Cette relative absence d’élan caractérise également le premier mouvement de la Symphonie n° 4 « Italienne » de Mendelssohn. Le chef fait tout pour entretenir un « Allegro » peu « vivace », rattrapant les esquisses de décalages lorsque certains musiciens sont emportés par la fougue de la partition. Gatti impose une conception terrienne, à l’image de certains gestes qui ancrent solidement dans le sol les fondations de l’édifice. Ce tempo modéré est idéal pour ciseler les ornements des violons qui cousent de la dentelle, puis pour prendre le temps de déployer les phrases de l’« Andante con moto » de manière captivante.
Le finale adopte enfin un tempo plus allant, véritablement « Presto », avec quelques fluctuations parfaitement limpides. Il est à l’image de la conclusion du Carnaval précédent : admirable de mise en place, de virtuosité et de clarté, mais toujours très maitrisé. Cette interprétation davantage axée sur la structure que sur l’émotion, presque étouffante de maîtrise de la part du chef, aura eu le mérite de proposer un éclairage nouveau – perturbant certes mais intéressant – d’une œuvre très souvent donnée.
Qu’il a fallu du temps pour que le public bavard finisse par remarquer que Gatti attendait avec une irritation de plus en plus manifeste et légitime le silence nécessaire au premier tableau des Fontaines de Rome ! Cependant, l’attente valait la peine car le National entre dans la « Fontaine de Valle Giulia » avec une nuance piano presque surnaturelle.
Après une première partie de concert en forme d’épure, Gatti colore l’orchestre d’une multitude de textures, transformant le cycle de Respighi en variations sur le scintillement. Les quatre mouvements auront bien pour dénominateur commun l’eau et ses reflets, d’abord filet discret et tranquille chez les seconds violons rehaussés par les tintements du triangle, puis plus active avec les gerbes du célesta et du piano, puis torrentielle avec les harpes, avant de s’endormir au son des cloches. Gatti sait manifestement exploiter les qualités d’un orchestre qui baigne dans La Mer de Debussy depuis toujours. Cet élément liquide unifiant est pourtant relégué au second plan par le chef qui s’attache à caractériser l’atmosphère de chaque numéro, sans pour autant faire disparaître l’onde qui reste insensiblement présente : cette science des plans sonores confine au génie.

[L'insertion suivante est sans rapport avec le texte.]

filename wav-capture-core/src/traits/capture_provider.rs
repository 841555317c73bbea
use crate::models::audio_models::{AudioFormat, CaptureDevice};
use crate::models::error::RecorderError;

/// Interface for platform-specific PCM capture sources.
///
/// Implemented by:
/// - `CpalMicCapture` (wav-capture-cpal)
/// - `ChannelCaptureProvider` (in-memory source for tests and replays)
pub trait CaptureProvider: Send {
    /// Whether this capture source is currently available.
    fn is_available(&self) -> bool;

    /// Information about the device backing this provider.
    fn device_info(&self) -> CaptureDevice;

    /// Smallest read size in bytes the device supports for `format`.
    ///
    /// Fails with `RecorderError::Initialization` when the device cannot
    /// capture in that format.
    fn min_buffer_size(&self, format: &AudioFormat) -> Result<usize, RecorderError>;

    /// Open the device and start capturing interleaved little-endian PCM.
    ///
    /// Reads from the returned stream are `buffer_size` bytes, a whole
    /// number of frames.
    fn open(&mut self, format: &AudioFormat, buffer_size: usize) -> Result<Box<dyn CaptureStream>, RecorderError>;
}

/// An open capture stream, exclusively owned by the capture loop.
pub trait CaptureStream: Send {
    /// Block until `buf` is filled, returning the number of bytes written.
    ///
    /// May return `Ok(0)` when nothing arrived within the stream's poll
    /// window, so the caller can check for cancellation. Errors are fatal to
    /// the session.
    fn read(&mut self, buf: &mut [u8]) -> Result<usize, RecorderError>;

    /// Stop capturing and release the device. Idempotent.
    fn close(&mut self);
}
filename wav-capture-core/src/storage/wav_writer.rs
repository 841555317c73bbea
use std::fs::{self, File};
use std::io::{self, BufWriter, Write};
use std::path::{Path, PathBuf};

use sha2::{Digest, Sha256};

use crate::models::audio_models::AudioFormat;
use crate::models::error::RecorderError;
use crate::processing::wav_format::{self, MAX_DATA_SIZE};

/// Streaming WAV file writer.
///
/// ## File Format
///
/// ```text
/// [44-byte WAV header]   data_size = 0 until finish()
/// [raw interleaved PCM data...]
/// ```
///
/// The header is written once at creation with a zero data size and patched
/// in place by `finish`. A writer that is abandoned keeps the provisional
/// header.
pub struct WavFileWriter {
    file_path: PathBuf,
    format: AudioFormat,
    file: BufWriter<File>,
    data_bytes: u64,
}

impl WavFileWriter {
    /// Create (or truncate) the file and write the provisional header.
    pub fn create(file_path: impl Into<PathBuf>, format: AudioFormat) -> Result<Self, RecorderError> {
        let file_path = file_path.into();

        if let Some(parent) = file_path.parent().filter(|p| !p.as_os_str().is_empty()) {
            fs::create_dir_all(parent).map_err(|e| RecorderError::io("failed to create directory", e))?;
        }

        let file = File::create(&file_path).map_err(|e| RecorderError::io("failed to create file", e))?;
        let mut file = BufWriter::new(file);
        file.write_all(&wav_format::build_header_for(&format, 0))
            .map_err(|e| RecorderError::io("failed to write wav header", e))?;

        log::debug!("Opened {} for {:?}", file_path.display(), format);

        Ok(Self {
            file_path,
            format,
            file,
            data_bytes: 0,
        })
    }

    /// Append PCM data.
    ///
    /// Fails without writing anything if the chunk would push the data size
    /// past what the 32-bit header fields can declare.
    pub fn write(&mut self, chunk: &[u8]) -> Result<(), RecorderError> {
        if chunk.len() as u64 > self.remaining_capacity() {
            return Err(RecorderError::Io(format!(
                "wav data limit reached at {} bytes",
                self.data_bytes
            )));
        }
        self.file
            .write_all(chunk)
            .map_err(|e| RecorderError::io("write failed", e))?;
        self.data_bytes += chunk.len() as u64;
        Ok(())
    }

    /// Flush, patch the header sizes, sync to disk, and return the SHA-256
    /// checksum of the finished file.
    pub fn finish(mut self) -> Result<String, RecorderError> {
        self.file
            .flush()
            .map_err(|e| RecorderError::io("failed to flush", e))?;

        // write() never lets data_bytes exceed MAX_DATA_SIZE.
        let data_size = self.data_bytes as u32;
        wav_format::patch_header(&mut self.file, data_size)?;

        let file = self
            .file
            .into_inner()
            .map_err(|e| RecorderError::io("failed to flush", e.into_error()))?;
        file.sync_all()
            .map_err(|e| RecorderError::io("failed to sync", e))?;
        drop(file);

        sha256_file(&self.file_path)
    }

    /// Close the file without patching the header.
    pub fn abandon(mut self) {
        if let Err(e) = self.file.flush() {
            log::warn!("Failed to flush abandoned recording {}: {}", self.file_path.display(), e);
        }
    }

    /// PCM bytes written so far (excluding the header).
    pub fn data_bytes(&self) -> u64 {
        self.data_bytes
    }

    /// Bytes that can still be appended before the header limit.
    pub fn remaining_capacity(&self) -> u64 {
        MAX_DATA_SIZE as u64 - self.data_bytes
    }

    pub fn format(&self) -> AudioFormat {
        self.format
    }

    /// Path of the output file.
    pub fn file_path(&self) -> &Path {
        &self.file_path
    }
}

/// Compute SHA-256 hex digest of a file.
fn sha256_file(path: &Path) -> Result<String, RecorderError> {
    let mut file = File::open(path).map_err(|e| RecorderError::io("failed to open file for checksum", e))?;
    let mut hasher = Sha256::new();
    io::copy(&mut file, &mut hasher).map_err(|e| RecorderError::io("failed to read file for checksum", e))?;
    Ok(hex_encode(&hasher.finalize()))
}

fn hex_encode(bytes: &[u8]) -> String {
    bytes.iter().map(|b| format!("{:02x}", b)).collect()
}
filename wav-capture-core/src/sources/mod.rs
pub mod channel;
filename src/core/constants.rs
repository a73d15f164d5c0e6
//! Shared constants used across the client

/// Maximum number of words accepted in a single chat message.
/// The backend enforces the same cap, so rejecting locally saves a round trip.
pub const MAX_CHAT_INPUT_WORDS: usize = 100;

/// Number of trailing history entries sent with each chat request.
/// Local history is never truncated; only the transmitted slice is.
pub const CHAT_CONTEXT_WINDOW: usize = 10;

/// Key under which the active session record is persisted.
pub const SESSION_STORAGE_KEY: &str = "jarvis_session";

/// Request header carrying the caller's persona id.
pub const IDENTITY_HEADER: &str = "X-Persona";

/// Identity sent when no session is active.
pub const ANONYMOUS_IDENTITY: &str = "anonymous";

/// Route the navigator is sent to when a session is required but absent.
pub const LOGIN_ROUTE: &str = "/login";

/// Channel id prefix for agent run streams (`agent/<run id>`).
pub const RUN_CHANNEL_PREFIX: &str = "agent";

pub const DEFAULT_API_BASE: &str = "http://localhost:8000/api";
pub const DEFAULT_REALTIME_BASE: &str = "ws://localhost:8000/ws";

/// Declared retry budget for requests. Loaded into config but not applied by
/// `ApiClient::request`, which always makes a single attempt.
pub const DEFAULT_MAX_RETRY: u32 = 3;

/// Declared request timeout in milliseconds. Not applied; see `DEFAULT_MAX_RETRY`.
pub const DEFAULT_TIMEOUT_MS: u64 = 30_000;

Après les variations sur le scintillement, Les Pins de Rome sont une étude des ombres, tout autant réussie. À l’insolente énergie solaire de la Villa Borghese, dynamisée avec subtilité par un tambour de basque au dosage idéal (à l’image d’un pupitre de percussion exemplaire ce soir), répondent les nuages lourds des catacombes, volontiers dramatiques. La nuit sur le Janicule est un délice de suavité des cordes, où l’on entend enfin les textures qui manquaient dans Ravel le mois dernier, et aboutit à un nouveau piano stratosphérique pour ouvrir la Via Appia. Le chef en gère le crescendo et les éclats avec une science de la progression achevée, en contenant ses troupes pendant de longues minutes avant d’en libérer la puissance. Espérons que l’absence des Fêtes romaines, dernier opus de la trilogie de Respighi, signifie en creux la promesse d’un retour du chef à Paris.